Brief >> Copy out each line below in which the string "IngestionEvent" appears.

Supplied data >>
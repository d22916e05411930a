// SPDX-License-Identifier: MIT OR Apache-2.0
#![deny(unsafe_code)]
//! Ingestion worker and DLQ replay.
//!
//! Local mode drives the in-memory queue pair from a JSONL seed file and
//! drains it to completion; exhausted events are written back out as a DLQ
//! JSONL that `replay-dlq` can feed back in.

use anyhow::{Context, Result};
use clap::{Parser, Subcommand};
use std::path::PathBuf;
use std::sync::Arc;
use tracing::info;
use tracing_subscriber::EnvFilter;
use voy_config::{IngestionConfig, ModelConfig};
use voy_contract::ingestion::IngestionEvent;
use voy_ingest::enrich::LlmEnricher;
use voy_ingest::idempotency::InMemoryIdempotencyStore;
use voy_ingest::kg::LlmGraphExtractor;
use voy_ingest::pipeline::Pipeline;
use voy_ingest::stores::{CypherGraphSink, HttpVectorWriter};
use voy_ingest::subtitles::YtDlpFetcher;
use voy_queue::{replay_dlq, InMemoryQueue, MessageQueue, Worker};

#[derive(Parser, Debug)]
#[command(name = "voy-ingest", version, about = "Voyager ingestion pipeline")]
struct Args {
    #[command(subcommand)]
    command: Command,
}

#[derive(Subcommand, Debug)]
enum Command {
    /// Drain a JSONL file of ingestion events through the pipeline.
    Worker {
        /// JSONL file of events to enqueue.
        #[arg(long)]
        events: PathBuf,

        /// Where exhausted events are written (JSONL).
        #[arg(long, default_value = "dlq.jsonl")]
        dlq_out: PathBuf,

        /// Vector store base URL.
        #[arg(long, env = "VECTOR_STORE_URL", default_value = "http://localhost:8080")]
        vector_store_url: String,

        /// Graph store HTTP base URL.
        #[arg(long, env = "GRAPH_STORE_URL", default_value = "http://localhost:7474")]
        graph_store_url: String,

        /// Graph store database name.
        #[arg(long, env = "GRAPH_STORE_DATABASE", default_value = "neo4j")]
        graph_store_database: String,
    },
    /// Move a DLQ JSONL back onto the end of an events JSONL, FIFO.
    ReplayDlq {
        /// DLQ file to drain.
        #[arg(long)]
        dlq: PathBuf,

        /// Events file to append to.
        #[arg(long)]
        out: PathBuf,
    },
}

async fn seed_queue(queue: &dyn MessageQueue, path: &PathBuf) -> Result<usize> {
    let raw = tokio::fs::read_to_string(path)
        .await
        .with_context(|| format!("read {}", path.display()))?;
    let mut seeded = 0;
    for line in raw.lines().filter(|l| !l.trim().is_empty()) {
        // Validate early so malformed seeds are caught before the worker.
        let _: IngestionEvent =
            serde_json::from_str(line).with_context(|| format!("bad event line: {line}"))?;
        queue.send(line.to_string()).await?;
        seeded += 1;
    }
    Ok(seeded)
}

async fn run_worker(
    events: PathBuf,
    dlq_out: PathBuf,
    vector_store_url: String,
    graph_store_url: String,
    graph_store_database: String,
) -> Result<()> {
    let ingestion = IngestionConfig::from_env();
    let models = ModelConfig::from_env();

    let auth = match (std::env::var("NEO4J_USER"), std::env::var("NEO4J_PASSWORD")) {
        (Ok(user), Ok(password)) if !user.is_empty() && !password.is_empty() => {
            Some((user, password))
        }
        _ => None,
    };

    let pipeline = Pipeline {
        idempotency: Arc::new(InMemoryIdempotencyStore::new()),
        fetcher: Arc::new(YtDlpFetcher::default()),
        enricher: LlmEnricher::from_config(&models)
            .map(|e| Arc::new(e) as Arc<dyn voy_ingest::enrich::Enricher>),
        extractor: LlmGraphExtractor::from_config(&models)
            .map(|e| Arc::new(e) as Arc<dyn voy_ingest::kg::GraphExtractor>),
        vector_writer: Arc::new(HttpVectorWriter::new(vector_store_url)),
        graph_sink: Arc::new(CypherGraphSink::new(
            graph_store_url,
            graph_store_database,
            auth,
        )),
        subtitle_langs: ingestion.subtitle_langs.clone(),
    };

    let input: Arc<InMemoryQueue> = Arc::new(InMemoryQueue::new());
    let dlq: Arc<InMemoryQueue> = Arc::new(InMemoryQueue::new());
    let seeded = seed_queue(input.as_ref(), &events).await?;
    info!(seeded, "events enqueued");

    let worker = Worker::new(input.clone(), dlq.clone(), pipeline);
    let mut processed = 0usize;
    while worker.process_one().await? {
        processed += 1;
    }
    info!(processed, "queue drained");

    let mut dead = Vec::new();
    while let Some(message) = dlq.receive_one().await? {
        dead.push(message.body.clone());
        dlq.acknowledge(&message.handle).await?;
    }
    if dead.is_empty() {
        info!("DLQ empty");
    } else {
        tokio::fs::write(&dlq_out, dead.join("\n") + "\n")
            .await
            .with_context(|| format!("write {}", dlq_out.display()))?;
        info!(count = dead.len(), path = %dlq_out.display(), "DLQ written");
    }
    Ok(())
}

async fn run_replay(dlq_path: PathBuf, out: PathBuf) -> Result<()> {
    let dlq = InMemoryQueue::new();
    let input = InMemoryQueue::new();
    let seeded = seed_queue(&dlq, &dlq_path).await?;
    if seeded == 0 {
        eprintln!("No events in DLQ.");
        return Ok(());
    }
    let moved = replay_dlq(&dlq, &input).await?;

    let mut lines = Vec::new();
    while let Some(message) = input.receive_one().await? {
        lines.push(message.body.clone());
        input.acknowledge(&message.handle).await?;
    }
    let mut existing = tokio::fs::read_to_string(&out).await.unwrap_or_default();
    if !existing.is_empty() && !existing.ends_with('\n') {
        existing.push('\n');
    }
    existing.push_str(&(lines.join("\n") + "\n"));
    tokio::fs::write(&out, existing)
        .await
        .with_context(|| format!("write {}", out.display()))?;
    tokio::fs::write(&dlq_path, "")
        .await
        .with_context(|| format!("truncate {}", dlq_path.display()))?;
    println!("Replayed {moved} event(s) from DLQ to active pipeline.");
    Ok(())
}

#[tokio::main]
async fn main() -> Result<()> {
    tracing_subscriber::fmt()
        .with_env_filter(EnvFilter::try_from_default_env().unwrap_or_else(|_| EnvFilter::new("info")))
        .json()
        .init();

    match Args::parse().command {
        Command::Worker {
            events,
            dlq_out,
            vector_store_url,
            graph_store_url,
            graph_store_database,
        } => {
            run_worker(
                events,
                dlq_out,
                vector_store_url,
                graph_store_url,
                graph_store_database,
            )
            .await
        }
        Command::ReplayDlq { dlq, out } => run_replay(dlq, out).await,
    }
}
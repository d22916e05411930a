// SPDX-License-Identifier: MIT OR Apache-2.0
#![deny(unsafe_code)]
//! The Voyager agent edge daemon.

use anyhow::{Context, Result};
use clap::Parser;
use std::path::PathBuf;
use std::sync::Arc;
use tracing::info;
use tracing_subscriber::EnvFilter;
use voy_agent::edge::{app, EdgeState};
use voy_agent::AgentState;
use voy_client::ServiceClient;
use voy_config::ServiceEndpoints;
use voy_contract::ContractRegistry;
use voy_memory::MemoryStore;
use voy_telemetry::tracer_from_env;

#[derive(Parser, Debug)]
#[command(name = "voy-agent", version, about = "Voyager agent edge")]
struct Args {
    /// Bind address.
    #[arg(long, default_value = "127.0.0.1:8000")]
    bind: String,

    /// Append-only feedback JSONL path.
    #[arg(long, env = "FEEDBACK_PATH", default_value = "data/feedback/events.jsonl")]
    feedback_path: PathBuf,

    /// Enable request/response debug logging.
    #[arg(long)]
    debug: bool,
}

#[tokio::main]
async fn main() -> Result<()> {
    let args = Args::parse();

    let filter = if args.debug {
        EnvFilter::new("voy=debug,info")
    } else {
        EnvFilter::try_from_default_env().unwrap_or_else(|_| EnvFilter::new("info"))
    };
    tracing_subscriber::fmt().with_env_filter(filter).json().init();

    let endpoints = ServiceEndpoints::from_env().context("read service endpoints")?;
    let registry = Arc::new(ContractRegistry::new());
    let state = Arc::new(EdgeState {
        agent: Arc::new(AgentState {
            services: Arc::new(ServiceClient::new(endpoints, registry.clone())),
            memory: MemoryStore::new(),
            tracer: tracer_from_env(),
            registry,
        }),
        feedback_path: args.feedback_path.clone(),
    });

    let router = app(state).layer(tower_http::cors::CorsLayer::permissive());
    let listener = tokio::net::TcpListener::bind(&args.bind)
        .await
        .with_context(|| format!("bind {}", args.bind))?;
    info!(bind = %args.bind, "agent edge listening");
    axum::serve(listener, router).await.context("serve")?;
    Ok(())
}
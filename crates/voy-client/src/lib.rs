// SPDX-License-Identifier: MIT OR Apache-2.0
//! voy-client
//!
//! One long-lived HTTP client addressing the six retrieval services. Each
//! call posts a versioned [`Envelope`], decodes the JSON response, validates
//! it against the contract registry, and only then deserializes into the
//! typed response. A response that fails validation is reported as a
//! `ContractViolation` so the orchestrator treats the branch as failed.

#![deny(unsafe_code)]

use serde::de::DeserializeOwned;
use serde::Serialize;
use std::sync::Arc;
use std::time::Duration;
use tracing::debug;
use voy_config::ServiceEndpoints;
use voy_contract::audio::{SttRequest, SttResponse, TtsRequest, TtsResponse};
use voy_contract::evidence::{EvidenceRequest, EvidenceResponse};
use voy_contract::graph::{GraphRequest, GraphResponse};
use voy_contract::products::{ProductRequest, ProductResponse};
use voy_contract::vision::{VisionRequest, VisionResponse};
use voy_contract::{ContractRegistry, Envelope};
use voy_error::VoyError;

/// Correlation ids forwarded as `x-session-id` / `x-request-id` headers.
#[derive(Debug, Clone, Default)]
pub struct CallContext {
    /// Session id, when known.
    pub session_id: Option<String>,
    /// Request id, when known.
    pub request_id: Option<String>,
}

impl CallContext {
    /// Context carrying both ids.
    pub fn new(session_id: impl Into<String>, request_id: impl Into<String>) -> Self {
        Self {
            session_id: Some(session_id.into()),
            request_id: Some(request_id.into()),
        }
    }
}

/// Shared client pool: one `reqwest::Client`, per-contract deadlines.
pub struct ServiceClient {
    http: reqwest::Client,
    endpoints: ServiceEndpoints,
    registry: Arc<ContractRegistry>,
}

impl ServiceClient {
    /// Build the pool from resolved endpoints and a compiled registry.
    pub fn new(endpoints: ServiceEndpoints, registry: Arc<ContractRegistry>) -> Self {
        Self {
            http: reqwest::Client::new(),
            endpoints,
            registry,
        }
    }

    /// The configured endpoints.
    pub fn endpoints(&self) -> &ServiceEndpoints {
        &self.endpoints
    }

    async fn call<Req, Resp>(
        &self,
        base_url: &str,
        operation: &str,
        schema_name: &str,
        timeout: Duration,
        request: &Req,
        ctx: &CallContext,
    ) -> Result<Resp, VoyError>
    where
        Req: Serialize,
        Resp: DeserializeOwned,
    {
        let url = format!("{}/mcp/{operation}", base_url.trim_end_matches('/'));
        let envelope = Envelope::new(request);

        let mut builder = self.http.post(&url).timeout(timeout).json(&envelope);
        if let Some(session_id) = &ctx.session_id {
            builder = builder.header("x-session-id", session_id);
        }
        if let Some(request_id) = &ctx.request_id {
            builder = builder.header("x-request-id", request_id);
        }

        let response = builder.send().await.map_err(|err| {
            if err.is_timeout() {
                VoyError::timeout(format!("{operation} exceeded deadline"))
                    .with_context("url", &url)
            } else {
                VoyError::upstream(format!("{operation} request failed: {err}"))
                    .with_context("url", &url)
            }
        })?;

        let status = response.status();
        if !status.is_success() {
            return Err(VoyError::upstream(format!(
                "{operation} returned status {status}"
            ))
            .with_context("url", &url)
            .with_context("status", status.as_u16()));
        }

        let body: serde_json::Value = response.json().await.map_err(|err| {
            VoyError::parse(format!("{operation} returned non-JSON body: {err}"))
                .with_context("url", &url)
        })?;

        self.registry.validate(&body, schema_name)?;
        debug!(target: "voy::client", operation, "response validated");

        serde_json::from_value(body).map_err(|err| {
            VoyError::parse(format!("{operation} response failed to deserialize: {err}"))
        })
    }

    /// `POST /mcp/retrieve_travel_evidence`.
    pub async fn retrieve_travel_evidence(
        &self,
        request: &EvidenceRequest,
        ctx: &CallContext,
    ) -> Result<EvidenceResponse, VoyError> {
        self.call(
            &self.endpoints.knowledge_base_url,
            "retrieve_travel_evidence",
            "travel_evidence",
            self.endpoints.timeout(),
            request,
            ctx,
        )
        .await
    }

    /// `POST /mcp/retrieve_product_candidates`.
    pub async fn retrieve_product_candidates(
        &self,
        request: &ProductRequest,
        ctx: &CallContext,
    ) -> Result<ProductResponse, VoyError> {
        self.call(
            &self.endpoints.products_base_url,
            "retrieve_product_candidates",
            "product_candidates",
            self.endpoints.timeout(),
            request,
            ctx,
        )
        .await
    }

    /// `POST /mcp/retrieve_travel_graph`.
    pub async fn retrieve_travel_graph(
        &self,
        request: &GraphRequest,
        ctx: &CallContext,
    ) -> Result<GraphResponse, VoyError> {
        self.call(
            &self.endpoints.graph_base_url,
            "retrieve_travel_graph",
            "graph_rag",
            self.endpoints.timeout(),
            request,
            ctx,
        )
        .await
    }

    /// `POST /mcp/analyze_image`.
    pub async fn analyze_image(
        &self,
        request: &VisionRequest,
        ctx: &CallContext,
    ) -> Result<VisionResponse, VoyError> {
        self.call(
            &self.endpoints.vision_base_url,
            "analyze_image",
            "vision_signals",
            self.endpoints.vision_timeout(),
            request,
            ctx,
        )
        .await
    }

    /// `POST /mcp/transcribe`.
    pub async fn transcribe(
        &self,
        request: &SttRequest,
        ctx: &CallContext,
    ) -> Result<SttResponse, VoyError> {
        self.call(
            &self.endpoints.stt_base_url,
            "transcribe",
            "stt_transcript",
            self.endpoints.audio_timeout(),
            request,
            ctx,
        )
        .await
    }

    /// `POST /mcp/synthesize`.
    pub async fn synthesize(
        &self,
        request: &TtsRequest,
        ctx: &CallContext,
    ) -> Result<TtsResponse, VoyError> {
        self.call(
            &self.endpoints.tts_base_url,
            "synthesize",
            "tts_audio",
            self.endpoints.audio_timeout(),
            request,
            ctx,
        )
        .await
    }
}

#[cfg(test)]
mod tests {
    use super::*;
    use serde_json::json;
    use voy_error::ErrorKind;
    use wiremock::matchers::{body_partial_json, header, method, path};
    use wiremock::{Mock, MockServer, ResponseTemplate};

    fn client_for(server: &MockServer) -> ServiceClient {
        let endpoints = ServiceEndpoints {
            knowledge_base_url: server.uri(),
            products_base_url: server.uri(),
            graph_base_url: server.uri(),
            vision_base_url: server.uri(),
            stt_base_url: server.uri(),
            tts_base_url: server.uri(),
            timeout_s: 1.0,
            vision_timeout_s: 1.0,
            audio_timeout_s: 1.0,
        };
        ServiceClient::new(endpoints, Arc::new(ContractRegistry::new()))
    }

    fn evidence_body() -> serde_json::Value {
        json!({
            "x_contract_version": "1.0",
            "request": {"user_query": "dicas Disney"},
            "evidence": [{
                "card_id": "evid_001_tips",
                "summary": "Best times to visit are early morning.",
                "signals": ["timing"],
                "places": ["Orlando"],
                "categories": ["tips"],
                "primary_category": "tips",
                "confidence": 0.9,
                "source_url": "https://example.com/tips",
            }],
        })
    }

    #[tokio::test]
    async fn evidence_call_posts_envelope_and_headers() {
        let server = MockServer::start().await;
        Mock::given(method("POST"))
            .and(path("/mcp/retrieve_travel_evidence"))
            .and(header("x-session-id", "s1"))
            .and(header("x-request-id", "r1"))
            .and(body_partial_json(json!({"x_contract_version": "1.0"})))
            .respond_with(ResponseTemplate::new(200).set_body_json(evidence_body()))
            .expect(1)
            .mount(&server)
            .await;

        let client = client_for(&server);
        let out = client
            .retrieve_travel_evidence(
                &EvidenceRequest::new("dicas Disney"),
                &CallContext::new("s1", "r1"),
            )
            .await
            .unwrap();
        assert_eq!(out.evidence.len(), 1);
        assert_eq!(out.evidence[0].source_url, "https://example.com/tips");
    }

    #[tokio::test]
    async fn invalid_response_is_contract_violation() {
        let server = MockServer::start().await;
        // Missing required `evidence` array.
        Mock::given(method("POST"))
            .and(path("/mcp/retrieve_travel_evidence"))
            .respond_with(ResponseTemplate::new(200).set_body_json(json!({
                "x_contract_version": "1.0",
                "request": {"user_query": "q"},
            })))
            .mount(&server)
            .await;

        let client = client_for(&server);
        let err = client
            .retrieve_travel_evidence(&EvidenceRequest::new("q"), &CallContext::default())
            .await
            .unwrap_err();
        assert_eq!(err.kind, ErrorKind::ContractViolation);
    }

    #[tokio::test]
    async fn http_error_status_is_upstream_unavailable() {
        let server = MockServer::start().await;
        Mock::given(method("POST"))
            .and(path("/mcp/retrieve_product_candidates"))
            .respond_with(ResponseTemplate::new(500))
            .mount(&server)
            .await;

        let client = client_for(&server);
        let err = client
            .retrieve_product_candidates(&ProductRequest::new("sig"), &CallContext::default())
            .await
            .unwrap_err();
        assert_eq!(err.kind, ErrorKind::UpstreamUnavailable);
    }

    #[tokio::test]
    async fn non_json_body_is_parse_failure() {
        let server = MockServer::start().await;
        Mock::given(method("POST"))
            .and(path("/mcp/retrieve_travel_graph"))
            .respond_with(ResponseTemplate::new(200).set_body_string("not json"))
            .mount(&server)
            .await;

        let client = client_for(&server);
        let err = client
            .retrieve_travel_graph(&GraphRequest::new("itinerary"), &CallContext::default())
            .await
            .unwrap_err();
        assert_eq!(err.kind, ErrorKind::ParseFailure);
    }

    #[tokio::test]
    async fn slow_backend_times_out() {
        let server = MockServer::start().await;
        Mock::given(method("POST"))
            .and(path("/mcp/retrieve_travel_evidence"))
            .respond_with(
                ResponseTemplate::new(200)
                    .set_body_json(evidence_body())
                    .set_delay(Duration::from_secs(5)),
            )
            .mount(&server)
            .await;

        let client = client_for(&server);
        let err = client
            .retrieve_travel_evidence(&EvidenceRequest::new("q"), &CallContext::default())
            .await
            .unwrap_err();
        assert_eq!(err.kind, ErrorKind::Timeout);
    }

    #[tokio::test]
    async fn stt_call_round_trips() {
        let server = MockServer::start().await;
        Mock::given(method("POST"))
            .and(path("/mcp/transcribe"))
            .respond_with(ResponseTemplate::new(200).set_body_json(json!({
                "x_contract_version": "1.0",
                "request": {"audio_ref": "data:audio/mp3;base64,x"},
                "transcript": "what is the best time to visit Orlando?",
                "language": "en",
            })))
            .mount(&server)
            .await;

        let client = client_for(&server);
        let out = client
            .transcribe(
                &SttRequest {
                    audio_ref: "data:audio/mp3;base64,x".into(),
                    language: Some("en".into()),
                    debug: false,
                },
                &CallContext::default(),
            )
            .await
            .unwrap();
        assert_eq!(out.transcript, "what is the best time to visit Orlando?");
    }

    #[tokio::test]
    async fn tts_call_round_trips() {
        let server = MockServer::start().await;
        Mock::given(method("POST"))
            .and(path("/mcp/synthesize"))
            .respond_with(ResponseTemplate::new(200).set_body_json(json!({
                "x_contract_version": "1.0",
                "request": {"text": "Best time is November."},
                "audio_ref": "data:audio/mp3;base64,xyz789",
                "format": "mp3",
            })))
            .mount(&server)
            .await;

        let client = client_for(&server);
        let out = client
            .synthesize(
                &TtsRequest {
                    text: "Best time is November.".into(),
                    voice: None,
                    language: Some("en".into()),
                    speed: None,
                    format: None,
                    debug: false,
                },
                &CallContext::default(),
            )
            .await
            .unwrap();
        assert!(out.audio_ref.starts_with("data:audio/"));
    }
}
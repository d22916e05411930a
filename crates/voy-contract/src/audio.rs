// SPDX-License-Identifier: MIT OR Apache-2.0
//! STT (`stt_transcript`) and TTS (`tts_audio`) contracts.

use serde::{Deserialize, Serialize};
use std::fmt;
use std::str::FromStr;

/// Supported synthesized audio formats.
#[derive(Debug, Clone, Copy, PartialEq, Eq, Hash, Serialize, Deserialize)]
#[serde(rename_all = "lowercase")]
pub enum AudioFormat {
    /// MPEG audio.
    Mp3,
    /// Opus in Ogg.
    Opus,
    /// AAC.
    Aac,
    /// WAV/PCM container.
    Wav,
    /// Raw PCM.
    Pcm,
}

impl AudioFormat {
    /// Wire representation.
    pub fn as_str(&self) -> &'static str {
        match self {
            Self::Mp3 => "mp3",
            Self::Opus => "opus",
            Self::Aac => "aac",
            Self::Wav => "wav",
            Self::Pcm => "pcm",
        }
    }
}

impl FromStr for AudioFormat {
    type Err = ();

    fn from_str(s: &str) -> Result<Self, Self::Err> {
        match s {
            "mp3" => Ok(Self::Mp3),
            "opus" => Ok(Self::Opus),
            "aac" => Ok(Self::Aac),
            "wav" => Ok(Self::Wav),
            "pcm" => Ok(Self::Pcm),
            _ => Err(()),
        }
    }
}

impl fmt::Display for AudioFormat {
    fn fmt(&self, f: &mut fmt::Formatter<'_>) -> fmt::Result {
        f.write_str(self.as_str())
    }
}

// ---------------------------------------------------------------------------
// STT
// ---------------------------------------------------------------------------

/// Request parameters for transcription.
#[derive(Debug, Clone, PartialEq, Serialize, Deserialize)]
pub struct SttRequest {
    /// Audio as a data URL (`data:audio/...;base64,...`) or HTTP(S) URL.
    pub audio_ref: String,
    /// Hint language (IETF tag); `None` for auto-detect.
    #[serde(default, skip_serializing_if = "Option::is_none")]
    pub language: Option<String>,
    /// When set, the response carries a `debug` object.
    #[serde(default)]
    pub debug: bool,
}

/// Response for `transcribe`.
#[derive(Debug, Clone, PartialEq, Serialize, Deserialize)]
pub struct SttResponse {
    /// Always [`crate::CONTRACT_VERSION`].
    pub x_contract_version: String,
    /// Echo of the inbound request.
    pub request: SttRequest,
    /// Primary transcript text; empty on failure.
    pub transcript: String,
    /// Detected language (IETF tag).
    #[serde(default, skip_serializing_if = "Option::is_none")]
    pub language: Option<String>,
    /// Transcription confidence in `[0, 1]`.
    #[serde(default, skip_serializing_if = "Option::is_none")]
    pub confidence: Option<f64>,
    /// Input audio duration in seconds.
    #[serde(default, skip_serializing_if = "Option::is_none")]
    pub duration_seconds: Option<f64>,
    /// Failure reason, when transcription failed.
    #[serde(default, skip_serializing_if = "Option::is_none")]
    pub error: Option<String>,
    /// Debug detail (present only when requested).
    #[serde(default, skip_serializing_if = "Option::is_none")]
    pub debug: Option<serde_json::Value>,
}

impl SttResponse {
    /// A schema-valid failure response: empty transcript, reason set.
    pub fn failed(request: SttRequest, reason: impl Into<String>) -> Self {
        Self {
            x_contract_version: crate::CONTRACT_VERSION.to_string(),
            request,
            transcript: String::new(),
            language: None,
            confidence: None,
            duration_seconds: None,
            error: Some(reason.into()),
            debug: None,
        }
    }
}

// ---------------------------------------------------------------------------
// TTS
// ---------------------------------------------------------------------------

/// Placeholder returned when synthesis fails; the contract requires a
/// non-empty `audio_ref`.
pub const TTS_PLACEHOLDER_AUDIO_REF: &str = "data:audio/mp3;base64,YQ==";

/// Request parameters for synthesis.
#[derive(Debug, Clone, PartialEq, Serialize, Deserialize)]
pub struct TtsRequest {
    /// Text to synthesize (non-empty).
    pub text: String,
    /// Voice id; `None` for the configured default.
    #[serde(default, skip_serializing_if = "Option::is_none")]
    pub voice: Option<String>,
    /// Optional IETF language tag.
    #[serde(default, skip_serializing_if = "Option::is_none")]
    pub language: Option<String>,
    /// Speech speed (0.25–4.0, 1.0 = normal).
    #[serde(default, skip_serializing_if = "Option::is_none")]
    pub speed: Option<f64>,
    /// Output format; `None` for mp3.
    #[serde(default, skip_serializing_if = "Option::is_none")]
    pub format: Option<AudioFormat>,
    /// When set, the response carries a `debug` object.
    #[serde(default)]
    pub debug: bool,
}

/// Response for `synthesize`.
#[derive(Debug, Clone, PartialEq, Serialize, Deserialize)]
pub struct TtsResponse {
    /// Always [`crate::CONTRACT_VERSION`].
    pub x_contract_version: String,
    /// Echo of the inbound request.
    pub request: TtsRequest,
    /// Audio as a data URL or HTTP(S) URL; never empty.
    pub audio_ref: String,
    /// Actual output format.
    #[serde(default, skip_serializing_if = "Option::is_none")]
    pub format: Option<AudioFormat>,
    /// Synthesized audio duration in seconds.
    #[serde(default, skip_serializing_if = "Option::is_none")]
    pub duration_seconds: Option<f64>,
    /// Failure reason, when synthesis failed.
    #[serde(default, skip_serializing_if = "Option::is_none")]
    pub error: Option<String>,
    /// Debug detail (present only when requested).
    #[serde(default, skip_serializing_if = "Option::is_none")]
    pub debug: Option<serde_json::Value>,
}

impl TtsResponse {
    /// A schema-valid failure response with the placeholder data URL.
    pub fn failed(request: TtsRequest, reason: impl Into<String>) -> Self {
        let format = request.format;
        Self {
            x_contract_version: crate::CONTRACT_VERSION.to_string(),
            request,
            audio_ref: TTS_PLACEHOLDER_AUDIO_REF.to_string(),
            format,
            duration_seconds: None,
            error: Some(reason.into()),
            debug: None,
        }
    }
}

Problem solution >>
use voy_contract::ingestion::IngestionEvent;
        let _: IngestionEvent =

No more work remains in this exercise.